- **EXERCISE PROMPT**:
Give again, word for word, every line in the entries below from the line with "pub fn is_empty(&self)" up to and including the line with "pub fn next(&mut", and no other line.

── GIVEN RECORDS

//! Page controllers that accompany the particle background.
//!
//! A project showcase page has a few more moving parts than its particle
//! backdrop: a teaser video playlist with manual navigation, statistics
//! that count up when scrolled into view, parallax layers, staggered reveal
//! animations and a results carousel whose videos load lazily, play only
//! while on screen and carry their own play/pause buttons. The state for
//! each lives in an explicit controller built from injected configuration;
//! the DOM bindings in `web` only forward events and write results back.
//!
//! All times are milliseconds on the host's monotonic clock
//! (`performance.now()` in the browser).

use serde::{Deserialize, Serialize};

use crate::config::FieldConfig;
use crate::error::ConfigError;

/// Idle time after manual navigation before the playlist advances on its own.
pub const AUTO_ADVANCE_RESUME_MS: f64 = 10_000.0;

/// Duration of a statistic count-up.
pub const COUNTER_DURATION_MS: f64 = 2_000.0;

/// Parallax speed used when a section does not specify one.
pub const DEFAULT_PARALLAX_SPEED: f32 = 0.5;

/// Playback rate of a video card while hovered.
pub const HOVER_PLAYBACK_RATE: f64 = 1.2;

/// Playback rate of a video card otherwise.
pub const NORMAL_PLAYBACK_RATE: f64 = 1.0;

/// Share of a carousel card that must be on screen for its video to play.
pub const CAROUSEL_PLAY_THRESHOLD: f64 = 0.5;

/// Distance outside the viewport at which lazy carousel videos start loading.
pub const LAZY_LOAD_MARGIN: &str = "200px";

/// One video in the teaser playlist.
#[derive(Debug, Clone, PartialEq, Eq, Serialize, Deserialize)]
pub struct MediaItem {
    pub source: String,
    pub title: String,
}

impl MediaItem {
    pub fn new(source: impl Into<String>, title: impl Into<String>) -> Self {
        Self {
            source: source.into(),
            title: title.into(),
        }
    }
}

/// Page-level configuration for the controllers.
#[derive(Debug, Clone, PartialEq, Default, Serialize, Deserialize)]
#[serde(default)]
pub struct ShowcaseConfig {
    /// Teaser videos in playback order.
    pub teaser: Vec<MediaItem>,
    /// Particle background settings.
    pub particles: FieldConfig,
}

impl ShowcaseConfig {
    /// Parse from JSON; omitted sections keep their defaults.
    pub fn from_json(json: &str) -> Result<Self, ConfigError> {
        let config: ShowcaseConfig = serde_json::from_str(json)?;
        config.particles.validate()?;
        Ok(config)
    }
}

/// What to do when the current teaser video ends.
#[derive(Debug, Clone, Copy, PartialEq, Eq)]
pub enum PlaybackAction {
    /// Auto-advance is on: play the item at this index.
    Advance(usize),
    /// Auto-advance is paused: replay the current item.
    Replay,
}

/// A manual navigation request.
#[derive(Debug, Clone, Copy, PartialEq, Eq)]
pub enum Navigation {
    Next,
    Previous,
    Jump(usize),
}

/// Teaser playlist with auto-advance that backs off after user navigation.
#[derive(Debug, Clone)]
pub struct TeaserPlaylist {
    items: Vec<MediaItem>,
    current: usize,
    auto_advance: bool,
    resume_at: Option<f64>,
}

impl TeaserPlaylist {
    /// Create a playlist positioned at its first item.
    pub fn new(items: Vec<MediaItem>) -> Self {
        Self {
            items,
            current: 0,
            auto_advance: true,
            resume_at: None,
        }
    }

    pub fn is_empty(&self) -> bool {
        self.items.is_empty()
    }

    pub fn len(&self) -> usize {
        self.items.len()
    }

    /// Index of the current item.
    pub fn index(&self) -> usize {
        self.current
    }

    /// The current item.
    pub fn current(&self) -> Option<&MediaItem> {
        self.items.get(self.current)
    }

    /// Whether the playlist advances when a video ends (as of `now`).
    pub fn auto_advance(&mut self, now: f64) -> bool {
        self.poll(now);
        self.auto_advance
    }

    /// Make `index` current. Out-of-range indices are ignored.
    pub fn select(&mut self, index: usize) -> Option<&MediaItem> {
        if index < self.items.len() {
            self.current = index;
            self.items.get(index)
        } else {
            None
        }
    }

    /// Step forward, wrapping to the first item.
    pub fn next(&mut self) -> Option<&MediaItem> {
        if self.items.is_empty() {
            return None;
        }
        self.select((self.current + 1) % self.items.len())
    }

    /// Step back, wrapping to the last item.
    pub fn previous(&mut self) -> Option<&MediaItem> {
        if self.items.is_empty() {
            return None;
        }
        let len = self.items.len();
        self.select((self.current + len - 1) % len)
    }

    /// Apply a user navigation: pause auto-advance, then move.
    ///
    /// Auto-advance resumes once [`AUTO_ADVANCE_RESUME_MS`] pass without
    /// another navigation.
    pub fn navigate(&mut self, nav: Navigation, now: f64) -> Option<&MediaItem> {
        self.auto_advance = false;
        self.resume_at = Some(now + AUTO_ADVANCE_RESUME_MS);
        match nav {
            Navigation::Next => self.next(),
            Navigation::Previous => self.previous(),
            Navigation::Jump(index) => self.select(index),
        }
    }

    /// Re-enable auto-advance if the idle window has passed.
    pub fn poll(&mut self, now: f64) {
        if let Some(at) = self.resume_at {
            if now >= at {
                self.auto_advance = true;
                self.resume_at = None;
            }
        }
    }

    /// The current video ended.
    pub fn on_ended(&mut self, now: f64) -> PlaybackAction {
        if self.auto_advance(now) && !self.items.is_empty() {
            self.next();
            PlaybackAction::Advance(self.current)
        } else {
            PlaybackAction::Replay
        }
    }
}

/// Ease-out quartic: fast start, gentle landing.
#[inline]
pub fn ease_out_quart(t: f64) -> f64 {
    1.0 - (1.0 - t).powi(4)
}

/// A statistic counting up from zero to its target.
#[derive(Debug, Clone, Copy, PartialEq)]
pub struct CounterAnimation {
    target: i64,
    start: f64,
    duration: f64,
}

impl CounterAnimation {
    /// Start counting towards `target` at time `start`.
    pub fn new(target: i64, start: f64) -> Self {
        Self {
            target,
            start,
            duration: COUNTER_DURATION_MS,
        }
    }

    /// Override the duration.
    pub fn with_duration(mut self, duration: f64) -> Self {
        self.duration = duration;
        self
    }

    /// Parse a `data-target` attribute. Missing or malformed targets count to 0.
    pub fn parse_target(attr: Option<&str>) -> i64 {
        attr.and_then(|s| s.trim().parse().ok()).unwrap_or(0)
    }

    pub fn target(&self) -> i64 {
        self.target
    }

    /// Progress in `0.0..=1.0`.
    pub fn progress(&self, now: f64) -> f64 {
        if self.duration <= 0.0 {
            return 1.0;
        }
        ((now - self.start) / self.duration).clamp(0.0, 1.0)
    }

    pub fn is_finished(&self, now: f64) -> bool {
        self.progress(now) >= 1.0
    }

    /// Displayed value at `now`: the floored eased value while running, the
    /// exact target once finished.
    pub fn value_at(&self, now: f64) -> i64 {
        let t = self.progress(now);
        if t >= 1.0 {
            return self.target;
        }
        (self.target as f64 * ease_out_quart(t)).floor() as i64
    }
}

/// A parallax background layer.
#[derive(Debug, Clone, Copy, PartialEq)]
pub struct ParallaxLayer {
    pub speed: f32,
}

impl ParallaxLayer {
    pub fn new(speed: f32) -> Self {
        Self { speed }
    }

    /// Build from a `data-parallax-speed` attribute. Missing, malformed or
    /// zero speeds fall back to [`DEFAULT_PARALLAX_SPEED`].
    pub fn from_attr(attr: Option<&str>) -> Self {
        let speed = attr
            .and_then(|s| s.trim().parse::<f32>().ok())
            .filter(|s| *s != 0.0 && s.is_finite())
            .unwrap_or(DEFAULT_PARALLAX_SPEED);
        Self { speed }
    }

    /// Vertical offset for the layer, or `None` when the section is not on
    /// screen and should be left alone.
    ///
    /// `rect_top`/`rect_bottom` are the section's viewport-relative bounds.
    pub fn offset(&self, scroll_y: f32, rect_top: f32, rect_bottom: f32, viewport_height: f32) -> Option<f32> {
        if rect_top < viewport_height && rect_bottom > 0.0 {
            let section_top = rect_top + scroll_y;
            Some((scroll_y - section_top) * self.speed)
        } else {
            None
        }
    }
}

/// A playback command for a video element.
#[derive(Debug, Clone, Copy, PartialEq, Eq)]
pub enum VideoCommand {
    Play,
    Pause,
}

impl VideoCommand {
    /// Carousel autoplay: play while at least [`CAROUSEL_PLAY_THRESHOLD`] of
    /// the card is visible, pause otherwise.
    pub fn for_visibility(visible_ratio: f64) -> Self {
        if visible_ratio >= CAROUSEL_PLAY_THRESHOLD {
            VideoCommand::Play
        } else {
            VideoCommand::Pause
        }
    }
}

/// What a lazily loaded carousel video should do on an intersection change.
#[derive(Debug, Clone, PartialEq, Eq)]
pub enum LazyLoad {
    /// Still outside the preload zone.
    Wait,
    /// Move this deferred source into `src`, reload, and stop observing.
    Load(String),
    /// In the zone with nothing deferred; stop observing.
    Done,
}

impl LazyLoad {
    /// `deferred` is the `data-src` of the video's `<source>`, if it has one.
    /// An empty attribute counts as nothing deferred.
    pub fn on_intersection(intersecting: bool, deferred: Option<&str>) -> Self {
        if !intersecting {
            return LazyLoad::Wait;
        }
        match deferred {
            Some(src) if !src.is_empty() => LazyLoad::Load(src.to_string()),
            _ => LazyLoad::Done,
        }
    }
}

/// A custom play/pause button overlaid on a video.
///
/// Mirrors the video's paused state. The button shows the play icon and a
/// `paused` class while the video is paused, the pause icon otherwise.
#[derive(Debug, Clone, Copy, PartialEq, Eq)]
pub struct PlayButton {
    paused: bool,
}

────

- **SOLUTION TO THIS EXERCISE**:
    pub fn is_empty(&self) -> bool {
        self.items.is_empty()
    }

    pub fn len(&self) -> usize {
        self.items.len()
    }

    /// Index of the current item.
    pub fn index(&self) -> usize {
        self.current
    }

    /// The current item.
    pub fn current(&self) -> Option<&MediaItem> {
        self.items.get(self.current)
    }

    /// Whether the playlist advances when a video ends (as of `now`).
    pub fn auto_advance(&mut self, now: f64) -> bool {
        self.poll(now);
        self.auto_advance
    }

    /// Make `index` current. Out-of-range indices are ignored.
    pub fn select(&mut self, index: usize) -> Option<&MediaItem> {
        if index < self.items.len() {
            self.current = index;
            self.items.get(index)
        } else {
            None
        }
    }

    /// Step forward, wrapping to the first item.
    pub fn next(&mut self) -> Option<&MediaItem> {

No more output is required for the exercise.